All’atto pratico cosa comporta che in alcuni paesi i numeri stanno progressivamente diventando più bassi? Che in certi casi si possono rendere più morbide le misure restrittive messe in atto per cercare di ridurre il contagio, il passaggio del coronavirus da una persona all’altra. Il governo dell’Austria è stato il primo ad annunciare un lento rientro delle restrizioni.

Si tratta di una ripresa graduale che inizierà il 14 di aprile con i piccoli negozi fino ad arrivare all’1 di maggio dove verranno riaperti anche gli hotel, ristoranti e i luoghi notoriamente che attraggono folle.

 

Coronavirus: la ripresa in Europa

Anche altri paesi hanno già in programma misure del genere, come anche l’Italia che ha, appunto, registrato una continua diminuzione dei numeri più spaventosi. La ripresa andrà fatta per piccoli passi per poter garantire di non dover tornare indietro, nel cercare di evitare un ritorno al contagio di massa. Si tratta del passaggio più difficile in quanto non ci sono modelli noti da seguire.

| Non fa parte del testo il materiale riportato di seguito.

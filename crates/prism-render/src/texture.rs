//! Uploaded textures and the samplers they share.

use ash::vk;
use hashbrown::HashMap;
use parking_lot::Mutex;
use prism_core::Registry;
use prism_gpu::{DescriptorWrite, GpuContext, GpuImage, ResourceUploader};
use std::sync::Arc;

use crate::assets::DecodedImage;
use crate::error::Result;

/// Name of the 1×1 white texture used when nothing else is loaded.
pub const FALLBACK_TEXTURE: &str = "fallback-white";

/// Filtering and addressing of a sampler.
#[derive(Debug, Clone, Copy, PartialEq)]
pub struct SamplerSettings {
    pub filter: vk::Filter,
    pub address_mode: vk::SamplerAddressMode,
    /// Maximum anisotropy, `None` to disable.
    pub anisotropy: Option<f32>,
}

impl SamplerSettings {
    /// Linear filtering, repeat addressing, and the device's anisotropy.
    pub fn linear_repeat(anisotropy: Option<f32>) -> Self {
        Self {
            filter: vk::Filter::LINEAR,
            address_mode: vk::SamplerAddressMode::REPEAT,
            anisotropy,
        }
    }

    fn key(&self) -> SamplerKey {
        SamplerKey {
            filter: self.filter.as_raw(),
            address_mode: self.address_mode.as_raw(),
            anisotropy: self.anisotropy.map(f32::to_bits),
        }
    }

    /// Create info for a single-mip sampler with these settings.
    pub fn create_info(&self) -> vk::SamplerCreateInfo<'static> {
        vk::SamplerCreateInfo::default()
            .mag_filter(self.filter)
            .min_filter(self.filter)
            .address_mode_u(self.address_mode)
            .address_mode_v(self.address_mode)
            .address_mode_w(self.address_mode)
            .anisotropy_enable(self.anisotropy.is_some())
            .max_anisotropy(self.anisotropy.unwrap_or(1.0))
            .border_color(vk::BorderColor::INT_OPAQUE_BLACK)
            .unnormalized_coordinates(false)
            .compare_enable(false)
            .compare_op(vk::CompareOp::ALWAYS)
            .mipmap_mode(vk::SamplerMipmapMode::LINEAR)
            .mip_lod_bias(0.0)
            .min_lod(0.0)
            .max_lod(0.0)
    }
}

#[derive(Debug, Clone, Copy, PartialEq, Eq, Hash)]
struct SamplerKey {
    filter: i32,
    address_mode: i32,
    anisotropy: Option<u32>,
}

/// A sampled image in shader-read-only layout.
pub struct Texture {
    pub image: GpuImage,
    pub sampler: vk::Sampler,
}

impl Texture {
    /// Combined image sampler write for a descriptor.
    pub fn descriptor_write(&self) -> DescriptorWrite {
        DescriptorWrite::combined_image_sampler(self.image.view, self.sampler)
    }
}

/// Texture a model binds: the one with the same index, else the first.
pub fn texture_index_for_model(model_index: usize, texture_count: usize) -> Option<usize> {
    match texture_count {
        0 => None,
        n if model_index < n => Some(model_index),
        _ => Some(0),
    }
}

/// Textures keyed by name, in load order, plus a sampler cache.
#[derive(Default)]
pub struct TextureStore {
    textures: Registry<String, Texture>,
    samplers: Mutex<HashMap<SamplerKey, vk::Sampler>>,
}

impl TextureStore {
    pub fn new() -> Self {
        Self::default()
    }

    /// Sampler for `settings`, created on first use.
    pub fn sampler(&self, ctx: &GpuContext, settings: SamplerSettings) -> Result<vk::Sampler> {
        let mut samplers = self.samplers.lock();
        if let Some(&sampler) = samplers.get(&settings.key()) {
            return Ok(sampler);
        }

        let sampler = unsafe {
            ctx.device()
                .create_sampler(&settings.create_info(), None)
                .map_err(prism_gpu::GpuError::from)?
        };
        samplers.insert(settings.key(), sampler);
        tracing::debug!("Created sampler {settings:?}");
        Ok(sampler)
    }

    /// Upload a decoded image under `name`. Returns `false` if the name is
    /// already taken.
    pub fn upload(
        &self,
        ctx: &GpuContext,
        uploader: &mut ResourceUploader,
        name: &str,
        image: &DecodedImage,
    ) -> Result<bool> {
        if self.textures.contains_key(name) {
            return Ok(false);
        }

        let settings = SamplerSettings::linear_repeat(ctx.sampler_anisotropy());
        let sampler = self.sampler(ctx, settings)?;

        let gpu_image = uploader.upload_rgba8_image(
            ctx,
            &image.pixels,
            vk::Extent2D {
                width: image.width,
                height: image.height,
            },
            vk::Format::R8G8B8A8_UNORM,
            name,
        )?;

        tracing::info!("Loaded texture {name}: {}x{}", image.width, image.height);

        let texture = Arc::new(Texture {
            image: gpu_image,
            sampler,
        });
        if self.textures.insert(name.to_string(), Arc::clone(&texture)) {
            return Ok(true);
        }
        if let Ok(mut texture) = Arc::try_unwrap(texture) {
            ctx.allocator().lock().destroy_image(&mut texture.image)?;
        }
        Ok(false)
    }

    /// Make sure at least one texture exists by adding a 1×1 white one.
    pub fn ensure_fallback(&self, ctx: &GpuContext, uploader: &mut ResourceUploader) -> Result<()> {
        if !self.textures.is_empty() {
            return Ok(());
        }
        let white = DecodedImage {
            pixels: vec![0xff; 4],
            width: 1,
            height: 1,
        };
        self.upload(ctx, uploader, FALLBACK_TEXTURE, &white)?;
        Ok(())
    }

    pub fn get(&self, name: &str) -> Option<Arc<Texture>> {
        self.textures.get(name)
    }

    /// Textures in load order.
    pub fn values(&self) -> Vec<Arc<Texture>> {
        self.textures.values()
    }

    /// Texture bound by the model at `model_index`.
    pub fn for_model(&self, model_index: usize) -> Option<Arc<Texture>> {
        let textures = self.textures.values();
        texture_index_for_model(model_index, textures.len()).map(|i| Arc::clone(&textures[i]))
    }

    pub fn len(&self) -> usize {
        self.textures.len()
    }

    pub fn is_empty(&self) -> bool {
        self.textures.is_empty()
    }

    /// Destroy every texture and sampler.
    pub fn destroy_all(&self, ctx: &GpuContext) -> Result<()> {
        {
            let mut allocator = ctx.allocator().lock();
            for (name, texture) in self.textures.drain() {
                match Arc::try_unwrap(texture) {
                    Ok(mut texture) => allocator.destroy_image(&mut texture.image)?,
                    Err(_) => tracing::warn!("Texture {name} still referenced at shutdown"),
                }
            }
        }

        for (_, sampler) in self.samplers.lock().drain() {
            unsafe { ctx.device().destroy_sampler(sampler, None) };
        }
        Ok(())
    }
}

Il problema principale di questo passaggio è che una ripresa totale dovrà attendere che tutti i paesi raggiungano lo stesso livello. Sarebbe impensabile riaprire liberamente i confini se uno dei vicini continua a registrare un aumento dei casi. A livello europeo si dovrà stare attenti nel tentativo di andare tutti nella stessa direzione.